- **Work request**
Among the lines of the records, please find those that contain the word "Maximum" and copy them.

- **Data records**

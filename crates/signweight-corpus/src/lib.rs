//! Corpus ingestion for SignWeight.
//!
//! - [`Corpus`] parses `(id, sign-sequence)` rows into inscriptions and the
//!   vocabulary with frequency counts
//! - [`ConstraintTables`] loads the optional compound and modifier tables

pub mod corpus;
pub mod tables;
mod tabular;

pub use corpus::{parse_sign_list, Corpus, CorpusError, LoadReport};
pub use tables::{ConstraintTables, TableReport};
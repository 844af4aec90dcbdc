//! Optional auxiliary tables: compound signs and modifier signs.
//!
//! Both tables are optional. A missing path or file means "no constraints
//! of this kind"; unreadable files and malformed rows are logged and skipped.

use std::collections::{BTreeMap, BTreeSet};
use std::io::ErrorKind;
use std::path::{Path, PathBuf};

use signweight_core::{MalformedRowError, SignId};
use tracing::{info, warn};

use crate::corpus::parse_sign_list;
use crate::tabular::Table;

const COMPOUND_ID_COLUMNS: &[&str] = &["compound_id", "compound"];
const COMPONENT_COLUMNS: &[&str] = &["components", "constituents", "parts"];
const MODIFIER_COLUMNS: &[&str] = &["modifier_id", "modifier", "sign_id"];

/// Outcome of loading the auxiliary tables.
#[derive(Debug, Clone, Default, PartialEq, Eq)]
pub struct TableReport {
    pub compound_rows: usize,
    pub modifier_rows: usize,
    pub skipped: Vec<MalformedRowError>,
    /// Configured tables that were absent or unreadable.
    pub unavailable: Vec<PathBuf>,
}

/// Compound and modifier mappings.
///
/// # Example
///
/// ```
/// use signweight_corpus::ConstraintTables;
/// use signweight_core::SignId;
///
/// let tables = ConstraintTables::new()
///     .with_compound(SignId(900), [SignId(1), SignId(2)])
///     .with_modifier(SignId(99));
/// assert_eq!(tables.constituents(SignId(900)), Some(&[SignId(1), SignId(2)][..]));
/// assert!(tables.is_modifier(SignId(99)));
/// ```
#[derive(Debug, Clone, Default, PartialEq, Eq)]
pub struct ConstraintTables {
    compounds: BTreeMap<SignId, Vec<SignId>>,
    modifiers: BTreeSet<SignId>,
}

impl ConstraintTables {
    /// Creates empty tables: no compound or modifier constraints.
    pub fn new() -> Self {
        Self::default()
    }

    /// Loads whichever tables are given. Never fails.
    pub fn load(compounds: Option<&Path>, modifiers: Option<&Path>) -> (Self, TableReport) {
        let mut tables = Self::new();
        let mut report = TableReport::default();

        if let Some(text) = compounds.and_then(|p| read_optional(p, &mut report)) {
            let (parsed, rows, skipped) = Self::parse_compounds(&text);
            tables.compounds = parsed;
            report.compound_rows = rows;
            report.skipped.extend(skipped);
        }
        if let Some(text) = modifiers.and_then(|p| read_optional(p, &mut report)) {
            let (parsed, rows, skipped) = Self::parse_modifiers(&text);
            tables.modifiers = parsed;
            report.modifier_rows = rows;
            report.skipped.extend(skipped);
        }

        for err in &report.skipped {
            warn!(line = err.line, reason = %err.reason, "skipping table row");
        }
        info!(
            event = "tables_end",
            compound_count = tables.compounds.len() as u64,
            modifier_count = tables.modifiers.len() as u64,
            skipped = report.skipped.len() as u64,
        );
        (tables, report)
    }

    /// Parses `(compound-id, space-separated constituents)` rows.
    ///
    /// Returns the mapping, the number of data rows and the skipped rows.
    pub fn parse_compounds(
        text: &str,
    ) -> (BTreeMap<SignId, Vec<SignId>>, usize, Vec<MalformedRowError>) {
        let mut known = COMPOUND_ID_COLUMNS.to_vec();
        known.extend_from_slice(COMPONENT_COLUMNS);
        let table = Table::parse(text, &known);
        let id_col = table.column(COMPOUND_ID_COLUMNS, 0);
        let parts_col = table.column(COMPONENT_COLUMNS, 1);

        let mut compounds = BTreeMap::new();
        let mut skipped = Vec::new();
        for row in &table.rows {
            let id = match row.field(id_col).map(str::parse::<SignId>) {
                Some(Ok(id)) => id,
                Some(Err(e)) => {
                    skipped.push(MalformedRowError::new(row.line, e.to_string()));
                    continue;
                }
                None => {
                    skipped.push(MalformedRowError::new(row.line, "missing compound id"));
                    continue;
                }
            };
            let parts = match row.field(parts_col).map(parse_sign_list) {
                Some(Ok(parts)) if !parts.is_empty() => parts,
                Some(Err(reason)) => {
                    skipped.push(MalformedRowError::new(row.line, reason));
                    continue;
                }
                _ => {
                    skipped.push(MalformedRowError::new(
                        row.line,
                        format!("compound {} has no constituents", id),
                    ));
                    continue;
                }
            };
            if compounds.insert(id, parts).is_some() {
                warn!(
                    compound = %id,
                    line = row.line,
                    "duplicate compound row, keeping the last one"
                );
            }
        }
        (compounds, table.rows.len(), skipped)
    }

    /// Parses one modifier id per row.
    pub fn parse_modifiers(text: &str) -> (BTreeSet<SignId>, usize, Vec<MalformedRowError>) {
        let table = Table::parse(text, MODIFIER_COLUMNS);
        let col = table.column(MODIFIER_COLUMNS, 0);

        let mut modifiers = BTreeSet::new();
        let mut skipped = Vec::new();
        for row in &table.rows {
            match row.field(col).map(str::parse::<SignId>) {
                Some(Ok(id)) => {
                    modifiers.insert(id);
                }
                Some(Err(e)) => skipped.push(MalformedRowError::new(row.line, e.to_string())),
                None => skipped.push(MalformedRowError::new(row.line, "missing modifier id")),
            }
        }
        (modifiers, table.rows.len(), skipped)
    }

    pub fn with_compound(mut self, id: SignId, parts: impl IntoIterator<Item = SignId>) -> Self {
        self.compounds.insert(id, parts.into_iter().collect());
        self
    }

    pub fn with_modifier(mut self, id: SignId) -> Self {
        self.modifiers.insert(id);
        self
    }

    pub fn compounds(&self) -> &BTreeMap<SignId, Vec<SignId>> {
        &self.compounds
    }

    pub fn constituents(&self, id: SignId) -> Option<&[SignId]> {
        self.compounds.get(&id).map(Vec::as_slice)
    }

    pub fn compound_ids(&self) -> impl Iterator<Item = SignId> + '_ {
        self.compounds.keys().copied()
    }

    pub fn modifiers(&self) -> &BTreeSet<SignId> {
        &self.modifiers
    }

    pub fn is_modifier(&self, id: SignId) -> bool {
        self.modifiers.contains(&id)
    }
}

fn read_optional(path: &Path, report: &mut TableReport) -> Option<String> {
    match std::fs::read_to_string(path) {
        Ok(text) => Some(text),
        Err(e) if e.kind() == ErrorKind::NotFound => {
            info!(path = %path.display(), "table not found, skipping its constraints");
            report.unavailable.push(path.to_path_buf());
            None
        }
        Err(e) => {
            warn!(
                path = %path.display(),
                error = %e,
                "cannot read table, skipping its constraints"
            );
            report.unavailable.push(path.to_path_buf());
            None
        }
    }
}
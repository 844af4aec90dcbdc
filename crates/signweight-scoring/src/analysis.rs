//! Post-solve validation and weight diagnostics.
//!
//! The validator re-checks every generated constraint and every variable
//! bound against the returned weights. A solution with any violation beyond
//! tolerance is reported inconsistent even when the solver said optimal.

use std::collections::BTreeMap;

use serde::Serialize;
use signweight_config::{PremiumPair, DEFAULT_TOLERANCE};
use signweight_core::{Bounds, Constraint, ConstraintSet, SignClass, SignId, Solution};
use tracing::{info, warn};

use crate::classifier::Classification;

/// A constraint that does not hold for the returned weights.
#[derive(Debug, Clone, PartialEq)]
pub struct Violation {
    pub constraint: Constraint,
    /// `lhs - rhs`, below `-tolerance`.
    pub slack: f64,
}

/// A weight outside its class bounds.
#[derive(Debug, Clone, PartialEq, Serialize)]
pub struct BoundViolation {
    pub sign: SignId,
    pub class: SignClass,
    pub weight: f64,
    pub bounds: Bounds,
}

/// Distribution summary of a weight map.
#[derive(Debug, Clone, PartialEq, Serialize)]
pub struct Diagnostics {
    pub weight_range: (f64, f64),
    pub weight_spread: f64,
    pub mean: f64,
    /// Population standard deviation.
    pub std_dev: f64,
    pub total_weight: f64,
    pub total_signs: usize,
    /// Mean weight per class; `None` for classes without signs.
    pub class_means: BTreeMap<SignClass, Option<f64>>,
    /// Mean of `over` minus mean of `under`, keyed by [`PremiumPair::name`].
    pub premiums: BTreeMap<String, Option<f64>>,
    /// Mean weight of compound signs; `None` without any.
    pub compound_mean: Option<f64>,
}

impl Diagnostics {
    /// Summarizes `weights`; `None` when there are none.
    pub fn compute(
        weights: &BTreeMap<SignId, f64>,
        classification: &Classification,
        premiums: &[PremiumPair],
    ) -> Option<Self> {
        if weights.is_empty() {
            return None;
        }
        let values: Vec<f64> = weights.values().copied().collect();
        let n = values.len() as f64;
        let min = values.iter().copied().fold(f64::INFINITY, f64::min);
        let max = values.iter().copied().fold(f64::NEG_INFINITY, f64::max);
        let total: f64 = values.iter().sum();
        let mean = total / n;
        let variance = values.iter().map(|w| (w - mean).powi(2)).sum::<f64>() / n;

        let class_means: BTreeMap<SignClass, Option<f64>> = SignClass::ALL
            .iter()
            .map(|&class| {
                let mean = mean_of(weights, |id| classification.class_of(id) == Some(class));
                (class, mean)
            })
            .collect();
        let premiums = premiums
            .iter()
            .map(|pair| {
                let premium = match (class_means[&pair.over], class_means[&pair.under]) {
                    (Some(over), Some(under)) => Some(over - under),
                    _ => None,
                };
                (pair.name(), premium)
            })
            .collect();

        Some(Self {
            weight_range: (min, max),
            weight_spread: max - min,
            mean,
            std_dev: variance.sqrt(),
            total_weight: total,
            total_signs: values.len(),
            class_means,
            premiums,
            compound_mean: mean_of(weights, |id| classification.is_compound(id)),
        })
    }
}

fn mean_of(weights: &BTreeMap<SignId, f64>, include: impl Fn(SignId) -> bool) -> Option<f64> {
    let members: Vec<f64> = weights
        .iter()
        .filter(|(id, _)| include(**id))
        .map(|(_, w)| *w)
        .collect();
    if members.is_empty() {
        None
    } else {
        Some(members.iter().sum::<f64>() / members.len() as f64)
    }
}

/// Overall judgement of a solution.
#[derive(Debug, Clone, Copy, PartialEq, Eq, Serialize)]
#[serde(rename_all = "snake_case")]
pub enum Verdict {
    /// Every constraint and bound holds within tolerance.
    Consistent,
    /// Weights exist but at least one check failed; do not trust the map
    /// for hierarchy-sensitive uses.
    Inconsistent,
    /// No weights: infeasible, time limit or unbounded.
    Rejected,
}

/// Output of [`SolutionValidator::validate`].
#[derive(Debug, Clone, PartialEq)]
pub struct ValidationReport {
    pub verdict: Verdict,
    pub tolerance: f64,
    /// Number of constraints evaluated.
    pub checked: usize,
    pub violations: Vec<Violation>,
    pub bound_violations: Vec<BoundViolation>,
    pub diagnostics: Option<Diagnostics>,
}

impl ValidationReport {
    pub fn is_consistent(&self) -> bool {
        self.verdict == Verdict::Consistent
    }

    /// Constraint and bound violations together.
    pub fn violation_count(&self) -> usize {
        self.violations.len() + self.bound_violations.len()
    }

    /// The violation with the most negative slack.
    pub fn worst(&self) -> Option<&Violation> {
        self.violations
            .iter()
            .min_by(|a, b| a.slack.total_cmp(&b.slack))
    }
}

/// Re-checks a solution against its own constraints.
///
/// # Example
///
/// ```
/// use std::collections::BTreeMap;
/// use std::time::Duration;
/// use signweight_config::WeightConfig;
/// use signweight_core::{Constraint, ConstraintSet, SignId, Solution, SolverStatus};
/// use signweight_corpus::Corpus;
/// use signweight_scoring::{Classifier, SolutionValidator, Verdict};
///
/// let (corpus, _) = Corpus::parse("M-1\t1 342 125\n");
/// let classification = Classifier::new(&WeightConfig::new()).classify(corpus.vocabulary());
///
/// let mut constraints = ConstraintSet::new();
/// constraints.push(Constraint::hierarchy(SignId(125), SignId(342), 0.5, "authority>commodity"));
///
/// // Solver claims optimal, but 125 does not dominate 342.
/// let weights = BTreeMap::from([(SignId(1), 3.0), (SignId(342), 3.0), (SignId(125), 3.0)]);
/// let solution = Solution::solved(SolverStatus::Optimal, 9.0, weights, Duration::ZERO);
///
/// let report = SolutionValidator::default().validate(&solution, &constraints, &classification, &[]);
/// assert_eq!(report.verdict, Verdict::Inconsistent);
/// assert_eq!(report.violations.len(), 1);
/// ```
#[derive(Debug, Clone, Copy)]
pub struct SolutionValidator {
    tolerance: f64,
}

impl Default for SolutionValidator {
    fn default() -> Self {
        Self::new(DEFAULT_TOLERANCE)
    }
}

impl SolutionValidator {
    pub fn new(tolerance: f64) -> Self {
        Self { tolerance }
    }

    pub fn tolerance(&self) -> f64 {
        self.tolerance
    }

    /// Evaluates every constraint and bound. Missing weights count as 0.
    pub fn validate(
        &self,
        solution: &Solution,
        constraints: &ConstraintSet,
        classification: &Classification,
        premiums: &[PremiumPair],
    ) -> ValidationReport {
        if !solution.has_weights() {
            info!(
                event = "validate_end",
                verdict = "rejected",
                status = solution.status().as_str(),
            );
            return ValidationReport {
                verdict: Verdict::Rejected,
                tolerance: self.tolerance,
                checked: 0,
                violations: Vec::new(),
                bound_violations: Vec::new(),
                diagnostics: None,
            };
        }

        let weight = |id: SignId| solution.weight(id).unwrap_or(0.0);
        let violations: Vec<Violation> = constraints
            .iter()
            .filter_map(|c| {
                let slack = c.slack(&weight);
                (slack < -self.tolerance).then(|| Violation {
                    constraint: c.clone(),
                    slack,
                })
            })
            .collect();

        let bound_violations: Vec<BoundViolation> = classification
            .iter()
            .filter_map(|(sign, class)| {
                let bounds = classification.class_bounds(class);
                let w = weight(sign);
                (!bounds.contains(w, self.tolerance)).then_some(BoundViolation {
                    sign,
                    class,
                    weight: w,
                    bounds,
                })
            })
            .collect();

        let verdict = if violations.is_empty() && bound_violations.is_empty() {
            Verdict::Consistent
        } else {
            Verdict::Inconsistent
        };

        for v in violations.iter().take(5) {
            warn!(slack = v.slack, "violated: {}", v.constraint);
        }
        for b in bound_violations.iter().take(5) {
            warn!(
                sign = %b.sign,
                weight = b.weight,
                bounds = %b.bounds,
                "weight outside class bounds"
            );
        }

        let report = ValidationReport {
            verdict,
            tolerance: self.tolerance,
            checked: constraints.len(),
            violations,
            bound_violations,
            diagnostics: Diagnostics::compute(solution.weights(), classification, premiums),
        };
        info!(
            event = "validate_end",
            verdict = if report.is_consistent() { "consistent" } else { "inconsistent" },
            checked = report.checked as u64,
            violation_count = report.violation_count() as u64,
        );
        report
    }
}

#[cfg(test)]
#[path = "analysis_tests.rs"]
mod tests;
//! Configuration system for SignWeight.
//!
//! Load weight configuration from TOML or YAML files to control sign
//! classes, bounds, hierarchy rules and termination without code changes.
//!
//! # Examples
//!
//! Load configuration from TOML string:
//!
//! ```
//! use signweight_config::{BoundMode, WeightConfig};
//! use signweight_core::{SignClass, SignId};
//! use std::time::Duration;
//!
//! let config = WeightConfig::from_toml_str(r#"
//!     bound_mode = "free"
//!
//!     [classes.authority]
//!     members = [125, 126]
//!     bounds = [3.0, 8.0]
//!
//!     [[hierarchy]]
//!     dominant = "authority"
//!     dominated = "commodity"
//!     margin = 0.5
//!
//!     [termination]
//!     seconds_spent_limit = 30
//! "#).unwrap();
//!
//! assert_eq!(config.bound_mode, BoundMode::Free);
//! assert!(config.classes.authority.members.contains(&SignId(126)));
//! assert_eq!(config.hierarchy[0].dominated, SignClass::Commodity);
//! assert_eq!(config.time_limit(), Some(Duration::from_secs(30)));
//! ```
//!
//! Use default config when file is missing:
//!
//! ```
//! use signweight_config::WeightConfig;
//!
//! let config = WeightConfig::load("weights.toml").unwrap_or_default();
//! // Proceeds with defaults if file doesn't exist
//! ```

use std::collections::BTreeSet;
use std::path::Path;
use std::time::Duration;

use serde::{Deserialize, Serialize};
use signweight_core::{Bounds, SignClass, SignId, SignWeightError};
use thiserror::Error;

/// Default hierarchy margin.
pub const DEFAULT_MARGIN: f64 = 0.5;

/// Default validation tolerance.
pub const DEFAULT_TOLERANCE: f64 = 1e-3;

/// Bounds applied to every sign in fixed mode.
pub const DEFAULT_FIXED_BOUNDS: Bounds = Bounds::new(0.1, 10.0);

/// Configuration error
#[derive(Debug, Error)]
pub enum ConfigError {
    #[error("IO error: {0}")]
    Io(#[from] std::io::Error),

    #[error("TOML parse error: {0}")]
    Toml(#[from] toml::de::Error),

    #[error("YAML parse error: {0}")]
    Yaml(#[from] serde_yaml::Error),

    #[error("Invalid configuration: {0}")]
    Invalid(String),
}

impl From<ConfigError> for SignWeightError {
    fn from(err: ConfigError) -> Self {
        SignWeightError::Config(err.to_string())
    }
}

/// Default bounds of a class, used when the configured ones are missing or invalid.
pub fn default_bounds(class: SignClass) -> Bounds {
    match class {
        SignClass::Authority => Bounds::new(3.0, 8.0),
        SignClass::Commodity => Bounds::new(1.5, 4.0),
        SignClass::Numeral => Bounds::new(0.5, 2.0),
        SignClass::Standard => Bounds::new(1.0, 6.0),
    }
}

/// Main weight configuration.
#[derive(Debug, Clone, Deserialize, Serialize)]
#[serde(default, rename_all = "snake_case")]
pub struct WeightConfig {
    /// Per-class bounds ("free") or one bound pair for every sign ("fixed").
    pub bound_mode: BoundMode,

    /// Bounds used for every sign in fixed mode.
    pub fixed_bounds: Bounds,

    /// Numerical tolerance used by the solution validator.
    pub tolerance: f64,

    /// Class membership rules and bounds.
    pub classes: ClassConfig,

    /// Dominance rules between classes.
    pub hierarchy: Vec<HierarchyRule>,

    /// Frequency efficiency rule.
    pub efficiency: EfficiencyConfig,

    /// Class pairs whose mean weight difference is reported.
    pub premiums: Vec<PremiumPair>,

    /// Termination configuration.
    pub termination: Option<TerminationConfig>,
}

impl Default for WeightConfig {
    fn default() -> Self {
        Self {
            bound_mode: BoundMode::default(),
            fixed_bounds: DEFAULT_FIXED_BOUNDS,
            tolerance: DEFAULT_TOLERANCE,
            classes: ClassConfig::default(),
            hierarchy: vec![HierarchyRule::new(SignClass::Authority, SignClass::Commodity)],
            efficiency: EfficiencyConfig::default(),
            premiums: vec![PremiumPair::new(SignClass::Authority, SignClass::Commodity)],
            termination: None,
        }
    }
}

impl WeightConfig {
    /// Creates a new default configuration.
    pub fn new() -> Self {
        Self::default()
    }

    /// Loads configuration from a file, YAML for `.yaml`/`.yml`, TOML otherwise.
    ///
    /// # Errors
    ///
    /// Returns error if file doesn't exist or cannot be parsed.
    pub fn load(path: impl AsRef<Path>) -> Result<Self, ConfigError> {
        let path = path.as_ref();
        match path.extension().and_then(|e| e.to_str()) {
            Some("yaml") | Some("yml") => Self::from_yaml_file(path),
            _ => Self::from_toml_file(path),
        }
    }

    /// Loads configuration from a TOML file.
    pub fn from_toml_file(path: impl AsRef<Path>) -> Result<Self, ConfigError> {
        let contents = std::fs::read_to_string(path)?;
        Self::from_toml_str(&contents)
    }

    /// Parses configuration from a TOML string.
    pub fn from_toml_str(s: &str) -> Result<Self, ConfigError> {
        Ok(toml::from_str(s)?)
    }

    /// Loads configuration from a YAML file.
    pub fn from_yaml_file(path: impl AsRef<Path>) -> Result<Self, ConfigError> {
        let contents = std::fs::read_to_string(path)?;
        Self::from_yaml_str(&contents)
    }

    /// Parses configuration from a YAML string.
    pub fn from_yaml_str(s: &str) -> Result<Self, ConfigError> {
        Ok(serde_yaml::from_str(s)?)
    }

    /// Checks settings that have no sensible fallback.
    ///
    /// Class bounds and hierarchy margins are not checked here; the
    /// classifier and constraint builder fall back to defaults for those.
    pub fn validate(&self) -> Result<(), ConfigError> {
        if !(self.tolerance.is_finite() && self.tolerance > 0.0) {
            return Err(ConfigError::Invalid(format!(
                "tolerance must be positive, got {}",
                self.tolerance
            )));
        }
        if self.bound_mode == BoundMode::Fixed && !self.fixed_bounds.is_valid() {
            return Err(ConfigError::Invalid(format!(
                "fixed_bounds {} are not a valid non-negative range",
                self.fixed_bounds
            )));
        }
        if self.efficiency.enabled && self.efficiency.top_n < 2 {
            return Err(ConfigError::Invalid(
                "efficiency.top_n must be at least 2".to_string(),
            ));
        }
        Ok(())
    }

    /// Sets the bound mode.
    pub fn with_bound_mode(mut self, mode: BoundMode) -> Self {
        self.bound_mode = mode;
        self
    }

    /// Sets the termination time limit.
    pub fn with_termination_seconds(mut self, seconds: u64) -> Self {
        self.termination = Some(TerminationConfig {
            seconds_spent_limit: Some(seconds),
            ..self.termination.unwrap_or_default()
        });
        self
    }

    /// Sets the explicit members and bounds of the authority class.
    pub fn with_authority(
        mut self,
        members: impl IntoIterator<Item = u32>,
        bounds: Bounds,
    ) -> Self {
        self.classes.authority = MemberClass::new(members, bounds);
        self
    }

    /// Sets the explicit members and bounds of the commodity class.
    pub fn with_commodity(
        mut self,
        members: impl IntoIterator<Item = u32>,
        bounds: Bounds,
    ) -> Self {
        self.classes.commodity = MemberClass::new(members, bounds);
        self
    }

    /// Replaces all hierarchy rules.
    pub fn with_hierarchy(mut self, rules: Vec<HierarchyRule>) -> Self {
        self.hierarchy = rules;
        self
    }

    /// Sets the validator tolerance.
    pub fn with_tolerance(mut self, tolerance: f64) -> Self {
        self.tolerance = tolerance;
        self
    }

    /// Returns the termination time limit, if configured.
    ///
    /// Convenience method that delegates to `termination.time_limit()`.
    pub fn time_limit(&self) -> Option<Duration> {
        self.termination.as_ref().and_then(|t| t.time_limit())
    }
}

/// How weight variable bounds are chosen.
#[derive(Debug, Clone, Copy, Default, PartialEq, Eq, Deserialize, Serialize)]
#[serde(rename_all = "snake_case")]
pub enum BoundMode {
    /// Each class has its own range, letting classes differentiate.
    #[default]
    Free,

    /// Every sign shares `fixed_bounds`.
    Fixed,
}

/// Class membership rules.
///
/// The default sign lists are a starting point, not a claim about what
/// the signs mean.
#[derive(Debug, Clone, Deserialize, Serialize)]
#[serde(default, rename_all = "snake_case")]
pub struct ClassConfig {
    pub authority: MemberClass,
    pub commodity: MemberClass,
    pub numeral: NumeralRule,
    pub standard: StandardClass,
}

impl Default for ClassConfig {
    fn default() -> Self {
        Self {
            authority: MemberClass::new(
                [1, 2, 125, 350, 717],
                default_bounds(SignClass::Authority),
            ),
            commodity: MemberClass::new(
                [410, 740, 390, 99, 267, 156, 368, 235],
                default_bounds(SignClass::Commodity),
            ),
            numeral: NumeralRule::default(),
            standard: StandardClass::default(),
        }
    }
}

impl ClassConfig {
    /// Configured bounds of a class, which may be absent or invalid.
    pub fn configured_bounds(&self, class: SignClass) -> Option<Bounds> {
        match class {
            SignClass::Authority => self.authority.bounds,
            SignClass::Commodity => self.commodity.bounds,
            SignClass::Numeral => self.numeral.bounds,
            SignClass::Standard => self.standard.bounds,
        }
    }
}

/// A class defined by an explicit list of sign ids.
#[derive(Debug, Clone, Default, Deserialize, Serialize)]
#[serde(default, rename_all = "snake_case")]
pub struct MemberClass {
    pub members: BTreeSet<SignId>,
    pub bounds: Option<Bounds>,
}

impl MemberClass {
    pub fn new(members: impl IntoIterator<Item = u32>, bounds: Bounds) -> Self {
        Self {
            members: members.into_iter().map(SignId).collect(),
            bounds: Some(bounds),
        }
    }
}

/// Heuristic for numeral-like signs not explicitly classified.
///
/// A sign qualifies when its id lies inside `id_range` (if set) and it
/// occurs at least `min_frequency` times.
#[derive(Debug, Clone, Deserialize, Serialize)]
#[serde(default, rename_all = "snake_case")]
pub struct NumeralRule {
    /// Inclusive id range of numeral candidates.
    pub id_range: Option<(SignId, SignId)>,
    /// Minimum corpus frequency for a candidate to count as numeral.
    pub min_frequency: u64,
    pub bounds: Option<Bounds>,
}

impl Default for NumeralRule {
    fn default() -> Self {
        Self {
            id_range: Some((SignId(1), SignId(49))),
            min_frequency: 1,
            bounds: Some(default_bounds(SignClass::Numeral)),
        }
    }
}

impl NumeralRule {
    pub fn matches(&self, id: SignId, frequency: u64) -> bool {
        let in_range = self
            .id_range
            .map_or(true, |(lo, hi)| lo <= id && id <= hi);
        in_range && frequency >= self.min_frequency
    }
}

/// Fallback class for everything else.
#[derive(Debug, Clone, Deserialize, Serialize)]
#[serde(default, rename_all = "snake_case")]
pub struct StandardClass {
    pub bounds: Option<Bounds>,
}

impl Default for StandardClass {
    fn default() -> Self {
        Self {
            bounds: Some(default_bounds(SignClass::Standard)),
        }
    }
}

/// Signs of `dominant` must outweigh signs of `dominated` by `margin`.
#[derive(Debug, Clone, PartialEq, Deserialize, Serialize)]
#[serde(rename_all = "snake_case")]
pub struct HierarchyRule {
    pub dominant: SignClass,
    pub dominated: SignClass,

    #[serde(default = "default_margin")]
    pub margin: f64,

    /// Only the `n` most frequent dominated signs take part. `None` means all.
    ///
    /// Bounds the pair count at `|dominant| * n`; pairs beyond the cap are
    /// not constrained at all.
    #[serde(default)]
    pub dominated_cap: Option<usize>,

    /// Leave modifier signs out of both sides of the rule.
    #[serde(default = "default_true")]
    pub exclude_modifiers: bool,
}

impl HierarchyRule {
    pub fn new(dominant: SignClass, dominated: SignClass) -> Self {
        Self {
            dominant,
            dominated,
            margin: DEFAULT_MARGIN,
            dominated_cap: None,
            exclude_modifiers: true,
        }
    }

    pub fn with_margin(mut self, margin: f64) -> Self {
        self.margin = margin;
        self
    }

    pub fn with_dominated_cap(mut self, cap: usize) -> Self {
        self.dominated_cap = Some(cap);
        self
    }
}

fn default_margin() -> f64 {
    DEFAULT_MARGIN
}

fn default_true() -> bool {
    true
}

/// Frequent signs should not weigh more than rarer ones (plus `slack`).
#[derive(Debug, Clone, Deserialize, Serialize)]
#[serde(default, rename_all = "snake_case")]
pub struct EfficiencyConfig {
    pub enabled: bool,
    /// Number of most frequent signs considered; split in two halves.
    pub top_n: usize,
    pub slack: f64,
}

impl Default for EfficiencyConfig {
    fn default() -> Self {
        Self {
            enabled: false,
            top_n: 20,
            slack: 1.0,
        }
    }
}

/// Mean weight of `over` minus mean weight of `under`, reported as a diagnostic.
#[derive(Debug, Clone, Copy, PartialEq, Eq, Deserialize, Serialize)]
#[serde(rename_all = "snake_case")]
pub struct PremiumPair {
    pub over: SignClass,
    pub under: SignClass,
}

impl PremiumPair {
    pub fn new(over: SignClass, under: SignClass) -> Self {
        Self { over, under }
    }

    /// Report key, e.g. `authority_over_commodity`.
    pub fn name(&self) -> String {
        format!("{}_over_{}", self.over, self.under)
    }
}

/// Termination configuration.
#[derive(Debug, Clone, Default, Deserialize, Serialize)]
#[serde(rename_all = "snake_case")]
pub struct TerminationConfig {
    /// Maximum seconds to spend solving.
    pub seconds_spent_limit: Option<u64>,

    /// Maximum milliseconds to spend solving, added to the seconds.
    pub millis_spent_limit: Option<u64>,
}

impl TerminationConfig {
    /// Returns the time limit as a Duration, if any.
    pub fn time_limit(&self) -> Option<Duration> {
        let limit = Duration::from_secs(self.seconds_spent_limit.unwrap_or(0))
            .saturating_add(Duration::from_millis(self.millis_spent_limit.unwrap_or(0)));
        if limit.is_zero() {
            None
        } else {
            Some(limit)
        }
    }
}

#[cfg(test)]
mod tests;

- **Completed task**
    /// Maximum seconds to spend solving.
    /// Maximum milliseconds to spend solving, added to the seconds.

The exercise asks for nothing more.